Thank you for making this change into an or operation with a single
function.  It is much easier to figure out what is going on.

But.. this will add the VM_SEALED flag on any 64bit architecture that
enables the SEAL_SYSTEM_MAPPINGS config.  That will happen by bots with
random config builds.  I don't know if they have test cases that
specifically unmap the vmas you are sealing (ppc64 probably tries to
unmap the vdso).

I do know that I've had syzbot bugs that unmap _all_ vmas.  I'm guessing
you will get bot notification on these failures for any 64bit
architecture.  You may want to look into it to avoid such fuzzing
failures, but we still need this to be tested somehow.
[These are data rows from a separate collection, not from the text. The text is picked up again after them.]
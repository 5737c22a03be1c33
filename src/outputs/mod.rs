//! Optional exports written alongside the text report.
//!
//! # Submodules
//!
//! - [`json`]: the notable offers, ranked, as a JSON array
//!
//! # Output Structure
//!
//! ```text
//! output_dir/
//! ├── results_2025-05-06_14-03-59.txt    # always
//! └── results_2025-05-06_14-03-59.json   # with --json
//! ```

pub mod json;
//! # Promo Digest
//!
//! Scrapes a retailer's public promotions page, keeps the offers worth a
//! second look and writes a categorized plain-text digest.
//!
//! ## Usage
//!
//! ```sh
//! promo_digest -k kategorijos.txt -o results
//! ```
//!
//! ## Architecture
//!
//! The application is a single sequential pipeline (see [`pipeline`]):
//! 1. **Fetching**: download the page, retrying with a fixed delay
//! 2. **Extraction**: read category sections and offer cards from the markup
//! 3. **Ranking**: keep big discounts and real special labels, biggest first
//! 4. **Output**: write the text report, and optionally a JSON export

use clap::Parser;
use std::error::Error;
use tracing::{debug, error, info};
use tracing_subscriber::{EnvFilter, fmt as tfmt};

mod categories;
mod cli;
mod config;
mod error;
mod extract;
mod fetch;
mod models;
mod outputs;
mod pipeline;
mod rank;
mod report;
mod utils;

use cli::Cli;
use config::Config;
use fetch::{HttpSource, RetryFetch};
use pipeline::RunContext;

#[tokio::main]
async fn main() -> Result<(), Box<dyn Error>> {
    // --- Tracing init ---
    let filter = EnvFilter::try_from_default_env().unwrap_or_else(|_| EnvFilter::new("info"));
    tfmt()
        .with_env_filter(filter)
        .with_target(true)
        .with_file(false)
        .with_line_number(false)
        .with_timer(tracing_subscriber::fmt::time::UtcTime::rfc_3339())
        .init();

    let start_time = std::time::Instant::now();
    info!("promo_digest starting up");

    let args = Cli::parse();
    debug!(?args, "Parsed CLI arguments");

    let mut config = Config::load(args.config.as_deref())?;
    config.apply_cli(&args);

    let source = HttpSource::new(&config.user_agent)?;
    let fetcher = RetryFetch::new(source, config.fetch.max_attempts, config.fetch_delay());
    let ctx = RunContext {
        config,
        categories_path: args.categories,
        output_dir: args.output_dir,
        export_json: args.json,
    };

    match pipeline::run(&ctx, &fetcher).await {
        Ok(summary) => {
            let elapsed = start_time.elapsed();
            info!(
                report = %summary.report_path.display(),
                json = ?summary.json_path,
                total = summary.total_offers,
                notable = summary.notable_offers,
                secs = elapsed.as_secs(),
                millis = elapsed.subsec_millis(),
                "Execution complete"
            );
            Ok(())
        }
        Err(e) => {
            error!(error = %e, "Run failed; no report written");
            Err(e.into())
        }
    }
}
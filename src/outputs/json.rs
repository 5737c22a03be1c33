//! JSON export of the notable offers.
//!
//! Consumers get the same ranked list that heads the text report, one
//! object per offer:
//!
//! ```json
//! [{"name":"Milk","discount_percent":40,"special_label":"","category":"Dairy"}]
//! ```

use crate::error::DigestError;
use crate::models::OfferRecord;
use std::path::{Path, PathBuf};
use tokio::fs;
use tracing::{error, info, instrument};

/// Path of the JSON export for a run started at `timestamp`.
pub fn export_path(output_dir: &Path, timestamp: &str) -> PathBuf {
    output_dir.join(format!("results_{}.json", timestamp))
}

/// Serialize `notable` (already ranked) and write it to `path`.
///
/// # Errors
///
/// Returns [`DigestError::Io`] if the file cannot be written; a partially
/// written file is removed first.
#[instrument(level = "info", skip_all, fields(path = %path.display(), count = notable.len()))]
pub async fn write_notable(notable: &[&OfferRecord], path: &Path) -> Result<(), DigestError> {
    let json = serde_json::to_string_pretty(notable)
        .map_err(|e| DigestError::Serialization(e.to_string()))?;

    if let Err(e) = fs::write(path, json).await {
        error!(error = %e, "Failed to write JSON export");
        let _ = fs::remove_file(path).await;
        return Err(DigestError::io(path, e));
    }
    info!("Wrote JSON export");

    Ok(())
}
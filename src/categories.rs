//! Category list loading.

use crate::error::DigestError;
use crate::models::CategoryList;
use std::path::Path;
use tokio::fs;
use tracing::{info, instrument, warn};

/// Read the category list: one name per line, trimmed, blank lines skipped.
///
/// Any failure to read the file is fatal to the run.
#[instrument(level = "info", skip_all, fields(path = %path.display()))]
pub async fn load_categories(path: &Path) -> Result<CategoryList, DigestError> {
    let raw = fs::read_to_string(path)
        .await
        .map_err(|source| DigestError::CategoryLoadFailed {
            path: path.to_path_buf(),
            source,
        })?;
    let list = parse_categories(&raw);
    if list.is_empty() {
        warn!("Category list is empty; the report listing will have no sections");
    }
    info!(count = list.len(), "Loaded categories");
    Ok(list)
}

pub fn parse_categories(raw: &str) -> CategoryList {
    CategoryList::new(
        raw.lines()
            .map(str::trim)
            .filter(|line| !line.is_empty())
            .map(str::to_string)
            .collect(),
    )
}

#[cfg(test)]
mod tests {
    use super::*;

    #[test]
    fn test_parse_trims_and_skips_blank_lines() {
        let list = parse_categories("  Pieno produktai \n\nDuona\r\n   \nMėsa\n");
        assert_eq!(
            list.iter().collect::<Vec<_>>(),
            vec!["Pieno produktai", "Duona", "Mėsa"]
        );
    }

    #[tokio::test]
    async fn test_load_categories_from_file() {
        let tmp = tempfile::tempdir().unwrap();
        let path = tmp.path().join("kategorijos.txt");
        std::fs::write(&path, "Dairy\nBakery\n").unwrap();

        let list = load_categories(&path).await.unwrap();
        assert_eq!(list.iter().collect::<Vec<_>>(), vec!["Dairy", "Bakery"]);
    }

    #[tokio::test]
    async fn test_missing_file_is_category_load_failed() {
        let tmp = tempfile::tempdir().unwrap();
        let err = load_categories(&tmp.path().join("missing.txt"))
            .await
            .unwrap_err();
        assert!(matches!(err, DigestError::CategoryLoadFailed { .. }));
    }
}
//! In-memory graph specification.
//!
//! [`GraphSpec`] is the snapshot produced by the editing layer: nodes keyed by
//! id, each referencing a module and carrying property lines. A property line
//! either holds a literal or links to another node's result, optionally
//! projected through a dotted `linkKey` and optionally expanded (broadcast).
//!
//! Object and array parameters may carry entries, child property lines that
//! are individually literal or linked. When a property has entries, its own
//! line is ignored.

use indexmap::IndexMap;
use serde::{Deserialize, Serialize};
use serde_json::{Map, Value};

use crate::id::NodeId;
use crate::module::ModuleSpec;

/// Prefix of references that point at a shared sub-graph definition stored in
/// [`GraphSpec::subgraphs`].
pub const SUBGRAPH_REF_PREFIX: &str = "@subgraph/";

/// A complete graph: the compiled program's contract plus its nodes.
#[derive(Debug, Clone, PartialEq, Default, Serialize, Deserialize)]
#[serde(rename_all = "camelCase")]
pub struct GraphSpec {
    #[serde(default)]
    pub module_spec: ModuleSpec,
    #[serde(default)]
    pub root_node_id: NodeId,
    #[serde(default)]
    pub nodes: IndexMap<NodeId, NodeSpec>,
    #[serde(default)]
    pub subgraphs: IndexMap<String, SubgraphSpec>,
    #[serde(default)]
    pub metadata: Map<String, Value>,
}

/// A nested graph, either inline on a host node or shared through
/// [`GraphSpec::subgraphs`].
#[derive(Debug, Clone, PartialEq, Default, Serialize, Deserialize)]
#[serde(rename_all = "camelCase")]
pub struct SubgraphSpec {
    /// Contract of a shared definition. Inline sub-graphs use the host
    /// module's contract instead.
    #[serde(default)]
    pub module_spec: ModuleSpec,
    #[serde(default)]
    pub root_node_id: NodeId,
    #[serde(default)]
    pub nodes: IndexMap<NodeId, NodeSpec>,
    #[serde(default)]
    pub metadata: Map<String, Value>,
}

/// One node instance.
#[derive(Debug, Clone, PartialEq, Default, Serialize, Deserialize)]
#[serde(rename_all = "camelCase")]
pub struct NodeSpec {
    #[serde(rename = "ref")]
    pub reference: String,
    #[serde(default, skip_serializing_if = "String::is_empty")]
    pub label: String,
    #[serde(default)]
    pub props: IndexMap<String, PropSpec>,
    #[serde(default)]
    pub metadata: Map<String, Value>,
    #[serde(default, skip_serializing_if = "Option::is_none")]
    pub subgraph: Option<SubgraphSpec>,
}

/// A property line of a node.
#[derive(Debug, Clone, PartialEq, Default, Serialize, Deserialize)]
#[serde(rename_all = "camelCase")]
pub struct PropSpec {
    #[serde(default)]
    pub value: String,
    #[serde(default, skip_serializing_if = "Option::is_none")]
    pub link_id: Option<NodeId>,
    #[serde(default, skip_serializing_if = "String::is_empty")]
    pub link_key: String,
    #[serde(default, skip_serializing_if = "std::ops::Not::not")]
    pub expand: bool,
    #[serde(default, skip_serializing_if = "Option::is_none")]
    pub entries: Option<Vec<PropEntrySpec>>,
}

/// A named or positional child line of an object/array property.
#[derive(Debug, Clone, PartialEq, Default, Serialize, Deserialize)]
#[serde(rename_all = "camelCase")]
pub struct PropEntrySpec {
    #[serde(default)]
    pub id: String,
    #[serde(default)]
    pub key: String,
    #[serde(default)]
    pub value: String,
    #[serde(default, skip_serializing_if = "Option::is_none")]
    pub link_id: Option<NodeId>,
    #[serde(default, skip_serializing_if = "String::is_empty")]
    pub link_key: String,
    #[serde(default, skip_serializing_if = "std::ops::Not::not")]
    pub expand: bool,
}

/// Borrowed view of a single property line, whether it is a property's own
/// line or one of its entries.
#[derive(Debug, Clone, Copy)]
pub struct LineRef<'a> {
    pub prop_key: &'a str,
    /// Entry id when the line is an entry.
    pub entry_id: Option<&'a str>,
    pub link_id: Option<&'a NodeId>,
    pub link_key: &'a str,
    pub expand: bool,
}

impl GraphSpec {
    pub fn new(root_node_id: impl Into<NodeId>) -> Self {
        GraphSpec {
            root_node_id: root_node_id.into(),
            ..Default::default()
        }
    }

    pub fn with_module_spec(mut self, module_spec: ModuleSpec) -> Self {
        self.module_spec = module_spec;
        self
    }

    pub fn with_node(mut self, id: impl Into<NodeId>, node: NodeSpec) -> Self {
        self.nodes.insert(id.into(), node);
        self
    }

    pub fn with_subgraph(mut self, id: impl Into<String>, subgraph: SubgraphSpec) -> Self {
        self.subgraphs.insert(id.into(), subgraph);
        self
    }
}

impl SubgraphSpec {
    pub fn new(root_node_id: impl Into<NodeId>) -> Self {
        SubgraphSpec {
            root_node_id: root_node_id.into(),
            ..Default::default()
        }
    }

    pub fn with_module_spec(mut self, module_spec: ModuleSpec) -> Self {
        self.module_spec = module_spec;
        self
    }

    pub fn with_node(mut self, id: impl Into<NodeId>, node: NodeSpec) -> Self {
        self.nodes.insert(id.into(), node);
        self
    }
}

impl NodeSpec {
    pub fn new(reference: impl Into<String>) -> Self {
        NodeSpec {
            reference: reference.into(),
            ..Default::default()
        }
    }

    pub fn with_prop(mut self, key: impl Into<String>, prop: PropSpec) -> Self {
        self.props.insert(key.into(), prop);
        self
    }

    pub fn with_label(mut self, label: impl Into<String>) -> Self {
        self.label = label.into();
        self
    }

    pub fn with_subgraph(mut self, subgraph: SubgraphSpec) -> Self {
        self.subgraph = Some(subgraph);
        self
    }

    /// Shared sub-graph id referenced by this node, if any.
    pub fn subgraph_ref(&self) -> Option<&str> {
        self.reference.strip_prefix(SUBGRAPH_REF_PREFIX)
    }

    /// All effective property lines in declaration order, entries expanded
    /// in place of their owning property.
    pub fn lines(&self) -> Vec<LineRef<'_>> {
        let mut lines = Vec::new();
        for (key, prop) in &self.props {
            match &prop.entries {
                Some(entries) => {
                    for entry in entries {
                        lines.push(LineRef {
                            prop_key: key,
                            entry_id: Some(&entry.id),
                            link_id: entry.link_id.as_ref(),
                            link_key: &entry.link_key,
                            expand: entry.expand,
                        });
                    }
                }
                None => lines.push(LineRef {
                    prop_key: key,
                    entry_id: None,
                    link_id: prop.link_id.as_ref(),
                    link_key: &prop.link_key,
                    expand: prop.expand,
                }),
            }
        }
        lines
    }

    /// Clears the link of the line identified by `prop_key`/`entry_id`.
    /// Returns `true` if a link was removed.
    pub fn clear_line_link(&mut self, prop_key: &str, entry_id: Option<&str>) -> bool {
        let Some(prop) = self.props.get_mut(prop_key) else {
            return false;
        };
        match entry_id {
            None => prop.link_id.take().is_some(),
            Some(entry_id) => prop
                .entries
                .iter_mut()
                .flatten()
                .find(|e| e.id == entry_id)
                .and_then(|e| e.link_id.take())
                .is_some(),
        }
    }
}

impl PropSpec {
    pub fn literal(value: impl Into<String>) -> Self {
        PropSpec {
            value: value.into(),
            ..Default::default()
        }
    }

    pub fn link(link_id: impl Into<NodeId>) -> Self {
        PropSpec {
            link_id: Some(link_id.into()),
            ..Default::default()
        }
    }

    pub fn with_link_key(mut self, link_key: impl Into<String>) -> Self {
        self.link_key = link_key.into();
        self
    }

    pub fn expanded(mut self) -> Self {
        self.expand = true;
        self
    }

    pub fn with_entries(entries: Vec<PropEntrySpec>) -> Self {
        PropSpec {
            entries: Some(entries),
            ..Default::default()
        }
    }
}

impl PropEntrySpec {
    pub fn literal(id: impl Into<String>, key: impl Into<String>, value: impl Into<String>) -> Self {
        PropEntrySpec {
            id: id.into(),
            key: key.into(),
            value: value.into(),
            ..Default::default()
        }
    }

    pub fn link(id: impl Into<String>, key: impl Into<String>, link_id: impl Into<NodeId>) -> Self {
        PropEntrySpec {
            id: id.into(),
            key: key.into(),
            link_id: Some(link_id.into()),
            ..Default::default()
        }
    }

    pub fn with_link_key(mut self, link_key: impl Into<String>) -> Self {
        self.link_key = link_key.into();
        self
    }

    pub fn expanded(mut self) -> Self {
        self.expand = true;
        self
    }
}
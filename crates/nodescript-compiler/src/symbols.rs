//! Symbol allocation for emitted program entities.
//!
//! Every emitted entity is addressed by a logical key and receives a short
//! unique name built from a prefix and a per-prefix counter (`r1`, `r2`, ...).
//! The table is owned by one compilation and threaded through every scope.

use std::collections::HashMap;

use nodescript_core::id::{NodeId, ScopeId};

use crate::error::CompilerError;

/// Prefix of node function symbols.
pub const NODE_PREFIX: &str = "r";
/// Prefix of imported module handles.
pub const DEF_PREFIX: &str = "d";
/// Prefix of expanded-line temporaries.
pub const LINE_PREFIX: &str = "p";
/// Prefix of nested scope entry functions.
pub const SCOPE_PREFIX: &str = "s";

#[derive(Debug, Default)]
pub struct SymbolTable {
    symbols: HashMap<String, String>,
    counters: HashMap<String, usize>,
}

impl SymbolTable {
    pub fn new() -> Self {
        Self::default()
    }

    pub fn node_key(scope: &ScopeId, id: &NodeId) -> String {
        format!("node:{}:{}", scope.as_str(), id.as_str())
    }

    pub fn def_key(reference: &str) -> String {
        format!("def:{reference}")
    }

    pub fn line_key(scope: &ScopeId, line_id: &str) -> String {
        format!("line:{}:{}", scope.as_str(), line_id)
    }

    pub fn scope_key(scope: &ScopeId) -> String {
        format!("scope:{}", scope.as_str())
    }

    /// Returns the symbol of `key`, minting a fresh one with `prefix` on
    /// first use.
    pub fn allocate(&mut self, key: impl Into<String>, prefix: &str) -> String {
        let key = key.into();
        if let Some(symbol) = self.symbols.get(&key) {
            return symbol.clone();
        }
        let counter = self.counters.entry(prefix.to_string()).or_insert(0);
        *counter += 1;
        let symbol = format!("{prefix}{counter}");
        self.symbols.insert(key, symbol.clone());
        symbol
    }

    /// Registers a fixed symbol for `key`.
    pub fn assign(&mut self, key: impl Into<String>, symbol: impl Into<String>) {
        self.symbols.insert(key.into(), symbol.into());
    }

    pub fn contains(&self, key: &str) -> bool {
        self.symbols.contains_key(key)
    }

    pub fn get(&self, key: &str) -> Result<&str, CompilerError> {
        self.symbols
            .get(key)
            .map(String::as_str)
            .ok_or_else(|| CompilerError::SymbolNotFound {
                key: key.to_string(),
            })
    }
}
>  	return __install_special_mapping(mm, addr, len, vm_flags, (void *)spec,
>  					&special_mapping_vmops);
>  }
> diff --git a/mm/mseal.c b/mm/mseal.c
> index ece977bd21e1..0a9d1e9faa28 100644
> --- a/mm/mseal.c
> +++ b/mm/mseal.c

Thank you for moving this to mseal.c

> @@ -7,6 +7,7 @@
>   *  Author: Jeff Xu <jeffxu@chromium.org>
>   */
>  
> +#include <linux/fs_parser.h>
>  #include <linux/mempolicy.h>
>  #include <linux/mman.h>
>  #include <linux/mm.h>
> @@ -266,3 +267,41 @@ SYSCALL_DEFINE3(mseal, unsigned long, start, size_t, len, unsigned long,
>  {
>  	return do_mseal(start, len, flags);
>  }
> +
> +/*
> + * Kernel cmdline overwrite for CONFIG_SEAL_SYSTEM_MAPPINGS

overwrite or override?  I think the difference is that overwrite implies
permanence where override doesn't.  I'm fine with either, it just reads
a bit odd to me.

> + */
> +enum seal_system_mappings_type {
> +	SEAL_SYSTEM_MAPPINGS_DISABLED,
> +	SEAL_SYSTEM_MAPPINGS_ENABLED
> +};
> +
> +static enum seal_system_mappings_type seal_system_mappings_v __ro_after_init =
> +	IS_ENABLED(CONFIG_SEAL_SYSTEM_MAPPINGS) ? SEAL_SYSTEM_MAPPINGS_ENABLED :
> +	SEAL_SYSTEM_MAPPINGS_DISABLED;
> +
> +static const struct constant_table value_table_sys_mapping[] __initconst = {
> +	{ "no", SEAL_SYSTEM_MAPPINGS_DISABLED},
> +	{ "yes", SEAL_SYSTEM_MAPPINGS_ENABLED},
> +	{ }
> +};
> +
> +static int __init early_seal_system_mappings_override(char *buf)
> +{
> +	if (!buf)
> +		return -EINVAL;
> +
> +	seal_system_mappings_v = lookup_constant(value_table_sys_mapping,
> +			buf, seal_system_mappings_v);
> +	return 0;
> +}
> +
> +early_param("exec.seal_system_mappings", early_seal_system_mappings_override);
> +
> +unsigned long seal_system_mappings(void)
> +{
> +	if (seal_system_mappings_v == SEAL_SYSTEM_MAPPINGS_ENABLED)
> +		return VM_SEALED;
> +
> +	return 0;
> +}
> diff --git a/security/Kconfig b/security/Kconfig
> index 28e685f53bd1..63b87a218943 100644
> --- a/security/Kconfig
> +++ b/security/Kconfig
> @@ -51,6 +51,17 @@ config PROC_MEM_NO_FORCE
>  
>  endchoice
>  
> +config SEAL_SYSTEM_MAPPINGS
> +	bool "seal system mappings"
> +	default n
> +	depends on 64BIT
> +	depends on !CHECKPOINT_RESTORE
> +	help
> +	  Seal system mappings such as vdso, vvar, sigpage, vsyscall, uprobes.
> +	  Note: CHECKPOINT_RESTORE might relocate vdso mapping during restore,
> +	  and remap will fail if the mapping is sealed, therefore
> +	  !CHECKPOINT_RESTORE is added as dependency.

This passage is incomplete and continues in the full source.